I can't see how you can make any real generalisations about this, given the uncertainties in the data.
And what is it safe to say about the explanation?
If there are any additional electron-electron repulsions on adding extra electrons, they must be fairly small. This is particularly shown if you consider some pairs of isoelectronic ions.
You would have thought that if repulsion was an important factor, then the radius of, say a sulfide ion, with two negative charges would be significantly larger than a chloride ion with only one. The difference should actually be even more marked, because the sulfide electrons are being held by only 16 protons rather than the 17 in the chlorine case.

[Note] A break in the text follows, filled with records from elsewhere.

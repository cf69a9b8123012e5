use std::{
    fmt::Display,
    num::{NonZeroIsize, NonZeroUsize},
};

/// A variable of an ECNF theory.
///
/// A variable is represented by a non-null positive integer.
/// Integer variables and Boolean variables share the same identifier space.
/// It can be obtained through the [From] trait from an unsigned integer type.
#[derive(Debug, Clone, Copy, PartialEq, Eq, PartialOrd, Ord, Hash)]
pub struct Variable(NonZeroUsize);

macro_rules! impl_var_from {
    ($t: ty) => {
        impl From<$t> for Variable {
            fn from(v: $t) -> Self {
                Self(NonZeroUsize::try_from(v as usize).unwrap())
            }
        }
    };
}
impl_var_from!(usize);
impl_var_from!(u64);
impl_var_from!(u32);

impl From<Variable> for usize {
    fn from(v: Variable) -> Self {
        v.0.into()
    }
}

impl Variable {
    /// Returns the positive literal associated with this variable.
    pub fn positive(self) -> Literal {
        Literal::from(usize::from(self) as isize)
    }

    /// Returns the negative literal associated with this variable.
    pub fn negative(self) -> Literal {
        self.positive().negate()
    }

    /// Returns the identifier of this variable used as an integer parameter.
    pub fn as_parameter(self) -> i64 {
        usize::from(self) as i64
    }
}

impl Display for Variable {
    fn fmt(&self, f: &mut std::fmt::Formatter<'_>) -> std::fmt::Result {
        write!(f, "{}", self.0)
    }
}

/// A literal of an ECNF theory.
///
/// A literal is represented by a non-null integer.
/// It can be obtained through the [From] trait from a signed integer type.
#[derive(Debug, Clone, Copy, PartialEq, Eq, Hash)]
pub struct Literal(NonZeroIsize);

impl Literal {
    /// Returns the opposite literal.
    pub fn negate(self) -> Self {
        Self::from(-self.0.get())
    }

    /// Returns the variable of this literal.
    pub fn var(&self) -> Variable {
        Variable(self.0.unsigned_abs())
    }

    /// Returns `true` iff this literal is the positive one of its variable.
    pub fn is_positive(&self) -> bool {
        self.0.get() > 0
    }
}

macro_rules! impl_lit_from {
    ($t: ty) => {
        impl From<$t> for Literal {
            fn from(l: $t) -> Self {
                Self(NonZeroIsize::try_from(l as isize).unwrap())
            }
        }
    };
}
impl_lit_from!(isize);
impl_lit_from!(i64);
impl_lit_from!(i32);

impl From<Variable> for Literal {
    fn from(v: Variable) -> Self {
        v.positive()
    }
}

impl From<Literal> for isize {
    fn from(l: Literal) -> Self {
        l.0.into()
    }
}

impl Display for Literal {
    fn fmt(&self, f: &mut std::fmt::Formatter<'_>) -> std::fmt::Result {
        write!(f, "{}", self.0)
    }
}

/// Builds a list of literals from a list of integers.
#[macro_export]
macro_rules! lits {
    () => (
        vec![] as Vec<$crate::ecnf::Literal>
    );
    ($($x:expr),+ $(,)?) => (
        [$($x),+].into_iter().map($crate::ecnf::Literal::from).collect::<Vec<$crate::ecnf::Literal>>()
    );
}
use super::{
    cli_manager::{self, Command},
    common,
};
use anyhow::{Context, Result};
use clap::{App, AppSettings, Arg, ArgMatches, SubCommand};
use fzn2ecnf::translation::Translator;
use log::info;
use std::{
    fs::File,
    io::{self, BufWriter, Write},
};

const CMD_NAME: &str = "translate";

const ARG_OUT: &str = "ARG_OUT";

pub(crate) struct TranslateCommand;

impl TranslateCommand {
    pub(crate) fn new() -> Self {
        TranslateCommand
    }
}

impl<'a> Command<'a> for TranslateCommand {
    fn name(&self) -> &str {
        CMD_NAME
    }

    fn clap_subcommand(&self) -> App<'a, 'a> {
        SubCommand::with_name(CMD_NAME)
            .about("Translates a FlatZinc model into an ECNF theory")
            .setting(AppSettings::DisableVersion)
            .arg(common::input_args())
            .arg(
                Arg::with_name(ARG_OUT)
                    .short("o")
                    .long("output")
                    .empty_values(false)
                    .multiple(false)
                    .help("the output file for the theory (default is the standard output)")
                    .required(false),
            )
            .args(&common::translation_args())
            .arg(cli_manager::logging_level_cli_arg())
    }

    fn execute(&self, arg_matches: &ArgMatches<'_>) -> Result<()> {
        let file = arg_matches.value_of(common::ARG_INPUT).unwrap();
        let options = common::translation_options(arg_matches)?;
        let model = common::read_model_file(file)?;
        let mut translator = Translator::new(options);
        translator.translate_model(&model)?;
        match arg_matches.value_of(ARG_OUT) {
            Some(output_file) => {
                let context = || format!(r#"while writing the theory to "{}""#, output_file);
                let mut writer = BufWriter::new(File::create(output_file).with_context(context)?);
                translator.write(&mut writer).with_context(context)?;
                info!("theory written to {}", output_file);
            }
            None => {
                let stdout = io::stdout();
                let mut writer = BufWriter::new(stdout.lock());
                translator.write(&mut writer)?;
                writer.flush().context("while flushing the standard output")?;
            }
        }
        Ok(())
    }
}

On this repulsion theory, the sulfide ion shouldn't just be a little bit bigger than a chloride ion – it should be a lot bigger. The same effect is shown with selenide and bromide, and with telluride and iodide ions. In the last case, there is virtually no difference in the sizes of the 2- and 1- ions.
So if there is some repulsion playing a part in this, it certainly doesn't look as if it is playing a major part.
What about positive ions?
Whether you choose to use van der Waals radii or metallic radii as a measure of the atomic radius, for metals the ionic radius is smaller than either, so the problem doesn't exist to the same extent. It is true that the ionic radius of a metal is less than its atomic radius (however vague you are about defining this).
The explanation (at least as long as you only consider positive ions from Groups 1, 2 and 3) in terms of losing a complete layer of electrons is also acceptable.
It seems to me that, for negative ions, it is completely illogical to compare ionic radii with covalent radii if you want to use the electron repulsion explanation.
If you compare the ionic radii of negative ions with the van der Waals radii of the atoms they come from, the uncertainties in the data make it very difficult to make any reliable generalisations.
The similarity in sizes of pairs of isoelectronic ions from Groups 6 and 7 calls into question how important repulsion is in any explanation.
Having spent more than a week working on this, and discussing it with input from some very knowledgable people, I don't think there is any explanation which is simple enough to give to most students at this level. It would seem to me to be better that these ideas about relative sizes of atoms and ions are just dropped.
At this level, you can describe and explain simple periodic trends in atomic radii in the way I did further up this page, without even thinking about the relative sizes of the atoms and ions. Personally, I would be more than happy never to think about this again for the rest of my life!